At least a dozen companies including Honda Motor Co., Kellogg Co.'s, The Hershey Co., Nissan Motor Co., and Grupo Modelo SA were forced to suspend or scale back operations because of the lack of natural gas, the daily newspaper Excelsior reported. They said they faced millions of dollars in losses.

Vitro SAB, a Mexican company that makes glass containers, said the shutdown of two plants would cost it about $800,000 a day. Vitro said in a statement that it was increasing production at other plants in Mexico to minimize effects on customers.

Total business losses were being estimated at more than 70 million pesos ($6.4 million) a day, Excelsior reported, citing unidentified sources. The association representing Mexican industry said Wednesday it was looking into the extent of the explosions' financial impact.

Officials from Mexico's state-owned oil and gas monopoly Petroleos Mexicanos, or Pemex, said an explosion Tuesday and two more last week affected different sections of the same pipeline. The company sent 150 workers to repair the line.

The disruption affected clients in the industry-rich city of Guadalajara, capital of the western state of Jalisco; the industrial city of Leon, in the central state of Guanajuato; and the central states of Queretaro and Aguascalientes.

Pemex said the gas would probably not be restored until Friday at the earliest, but was working to provide alternate means of delivery.

Tuesday's explosion caused no injuries but forced the evacuation of communities around the town of Coroneo, near Queretaro's capital, Pemex said.
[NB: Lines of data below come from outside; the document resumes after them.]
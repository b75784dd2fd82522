use serde::Deserialize;
use std::collections::BTreeSet;
use std::env;
use std::path::PathBuf;
use std::sync::OnceLock;
use thiserror::Error;

/// Errors encountered while loading configuration from environment variables.
#[derive(Debug, Error)]
pub enum ConfigError {
    /// Environment variable contained a value that could not be parsed.
    #[error("Invalid value for environment variable: {0}")]
    InvalidValue(String),
}

/// Runtime configuration shared by the search API and the ingester.
#[derive(Debug, Clone, Deserialize)]
pub struct Config {
    /// Base URL of the OpenSearch cluster.
    pub opensearch_url: String,
    /// Name of the index holding document records.
    pub index_name: String,
    /// Base URL of the Apache Tika server used for text extraction.
    pub tika_url: String,
    /// Root folder scanned for `level1/level2/**` documents.
    pub doc_root: PathBuf,
    /// JSON mapping body used when the index has to be created.
    pub index_mapping_file: PathBuf,
    /// Optional allow-list of level1 folder names.
    pub filter_level1: BTreeSet<String>,
    /// Optional allow-list of level2 folder names.
    pub filter_level2: BTreeSet<String>,
    /// Stop scanning after this many documents (`0` disables the limit).
    pub max_docs: usize,
    /// Files above this size (in MiB) are indexed without extraction.
    pub max_ocr_mb: u64,
    /// Optional override for the HTTP server port.
    pub server_port: Option<u16>,
}

const DEFAULT_OPENSEARCH_URL: &str = "http://localhost:9200";
const DEFAULT_INDEX_NAME: &str = "ndf-docs";
const DEFAULT_TIKA_URL: &str = "http://localhost:9998";
const DEFAULT_DOC_ROOT: &str = "data/Note de frais";
const DEFAULT_MAPPING_FILE: &str = "opensearch-index.json";
const DEFAULT_MAX_OCR_MB: u64 = 30;

impl Config {
    /// Load configuration from environment variables, performing validation along the way.
    pub fn from_env() -> Result<Self, ConfigError> {
        Ok(Self {
            opensearch_url: load_env_or("OPENSEARCH_URL", DEFAULT_OPENSEARCH_URL),
            index_name: load_env_or("INDEX_NAME", DEFAULT_INDEX_NAME),
            tika_url: load_env_or("TIKA_URL", DEFAULT_TIKA_URL),
            doc_root: PathBuf::from(load_env_or("DOC_ROOT", DEFAULT_DOC_ROOT)),
            index_mapping_file: PathBuf::from(load_env_or(
                "INDEX_MAPPING_FILE",
                DEFAULT_MAPPING_FILE,
            )),
            filter_level1: parse_name_list(load_env_optional("FILTER_LEVEL1").as_deref()),
            filter_level2: parse_name_list(load_env_optional("FILTER_LEVEL2").as_deref()),
            max_docs: parse_optional("MAX_DOCS")?.unwrap_or(0),
            max_ocr_mb: parse_optional("MAX_OCR_MB")?.unwrap_or(DEFAULT_MAX_OCR_MB),
            server_port: parse_optional("SERVER_PORT")?,
        })
    }

    /// Extraction size ceiling in bytes.
    pub fn max_ocr_bytes(&self) -> u64 {
        self.max_ocr_mb.saturating_mul(1024 * 1024)
    }
}

impl Default for Config {
    fn default() -> Self {
        Self {
            opensearch_url: DEFAULT_OPENSEARCH_URL.into(),
            index_name: DEFAULT_INDEX_NAME.into(),
            tika_url: DEFAULT_TIKA_URL.into(),
            doc_root: PathBuf::from(DEFAULT_DOC_ROOT),
            index_mapping_file: PathBuf::from(DEFAULT_MAPPING_FILE),
            filter_level1: BTreeSet::new(),
            filter_level2: BTreeSet::new(),
            max_docs: 0,
            max_ocr_mb: DEFAULT_MAX_OCR_MB,
            server_port: None,
        }
    }
}

fn load_env_or(key: &str, default: &str) -> String {
    load_env_optional(key).unwrap_or_else(|| default.to_string())
}

fn load_env_optional(key: &str) -> Option<String> {
    env::var(key).ok().filter(|value| !value.trim().is_empty())
}

fn parse_optional<T: std::str::FromStr>(key: &str) -> Result<Option<T>, ConfigError> {
    load_env_optional(key)
        .map(|value| {
            value
                .trim()
                .parse()
                .map_err(|_| ConfigError::InvalidValue(key.to_string()))
        })
        .transpose()
}

/// Split a comma-separated list of folder names, dropping blanks.
pub fn parse_name_list(raw: Option<&str>) -> BTreeSet<String> {
    raw.map(|value| {
        value
            .split(',')
            .map(str::trim)
            .filter(|name| !name.is_empty())
            .map(str::to_string)
            .collect()
    })
    .unwrap_or_default()
}

/// Global configuration cache populated during process start.
pub static CONFIG: OnceLock<Config> = OnceLock::new();

/// Retrieve the loaded configuration, panicking if initialization has not occurred.
pub fn get_config() -> &'static Config {
    CONFIG.get().expect("Config not initialized")
}

/// Load configuration from the environment and install it in the global cache.
///
/// Runs before tracing is installed, so call [`Config::log_summary`] once logging is up.
pub fn init_config() -> Result<(), ConfigError> {
    dotenvy::dotenv().ok();
    let config = Config::from_env()?;
    let _ = CONFIG.set(config);
    Ok(())
}

impl Config {
    /// Emit the effective settings at debug level.
    pub fn log_summary(&self) {
        tracing::debug!(
            opensearch_url = %self.opensearch_url,
            index = %self.index_name,
            tika_url = %self.tika_url,
            doc_root = %self.doc_root.display(),
            max_docs = self.max_docs,
            max_ocr_mb = self.max_ocr_mb,
            server_port = ?self.server_port,
            "Loaded configuration"
        );
    }
}

#[cfg(test)]
mod tests {
    use super::*;

    #[test]
    fn name_list_trims_and_drops_blanks() {
        let names = parse_name_list(Some(" Paris, ,Lyon,,Nantes "));
        assert_eq!(
            names.into_iter().collect::<Vec<_>>(),
            vec!["Lyon".to_string(), "Nantes".into(), "Paris".into()]
        );
    }

    #[test]
    fn name_list_defaults_to_empty() {
        assert!(parse_name_list(None).is_empty());
        assert!(parse_name_list(Some("  ")).is_empty());
    }

    #[test]
    fn max_ocr_bytes_scales_megabytes() {
        let config = Config {
            max_ocr_mb: 2,
            ..Config::default()
        };
        assert_eq!(config.max_ocr_bytes(), 2 * 1024 * 1024);
    }

    #[derive(Clone, Default)]
    struct CapturedLogs(std::sync::Arc<std::sync::Mutex<Vec<u8>>>);

    impl std::io::Write for CapturedLogs {
        fn write(&mut self, buf: &[u8]) -> std::io::Result<usize> {
            self.0.lock().expect("lock").extend_from_slice(buf);
            Ok(buf.len())
        }

        fn flush(&mut self) -> std::io::Result<()> {
            Ok(())
        }
    }

    #[test]
    fn summary_reaches_an_installed_subscriber() {
        let logs = CapturedLogs::default();
        let writer = logs.clone();
        let subscriber = tracing_subscriber::fmt()
            .with_max_level(tracing::Level::DEBUG)
            .with_ansi(false)
            .with_writer(move || writer.clone())
            .finish();
        let config = Config {
            index_name: "expenses".into(),
            ..Config::default()
        };

        tracing::subscriber::with_default(subscriber, || config.log_summary());

        let output = String::from_utf8(logs.0.lock().expect("lock").clone()).expect("utf8");
        assert!(output.contains("Loaded configuration"), "got: {output}");
        assert!(output.contains("expenses"), "got: {output}");
    }
}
On July 5, two explosions on the same pipeline in Guanajuato also forced evacuations but caused no injuries.

The group that claimed responsibility for the explosions is the ''military zone command of the People's Revolutionary Army,'' or EPR, a tiny rebel group that staged several armed attacks on government and police installations in southern Mexico in the 1990s, but was later weakened by internal divisions.

In a statement issued late Tuesday, the EPR said it was waging a ''prolonged people's war.''

''We have started a national campaign of harassment against the economic interests of the oligarchy and the anti-people government, and declare those interests as legitimate military targets,'' it said.

It was impossible to independently verify the statement, which was posted on a Web site that serves as a clearinghouse for bulletins from Latin American armed groups.

The group said it would continue its attacks until the government released Edmundo Reyes Amaya and Raymundo Rivera Bravo, and others it described as political prisoners in the southern state of Oaxaca. Leftist groups took over Oaxaca's capital for five months last year before police took it back and arrested dozens.

But the federal Attorney General's office said Wednesday that neither Reyes nor Rivera had been detained by federal authorities, and that there was no evidence they were in state custody.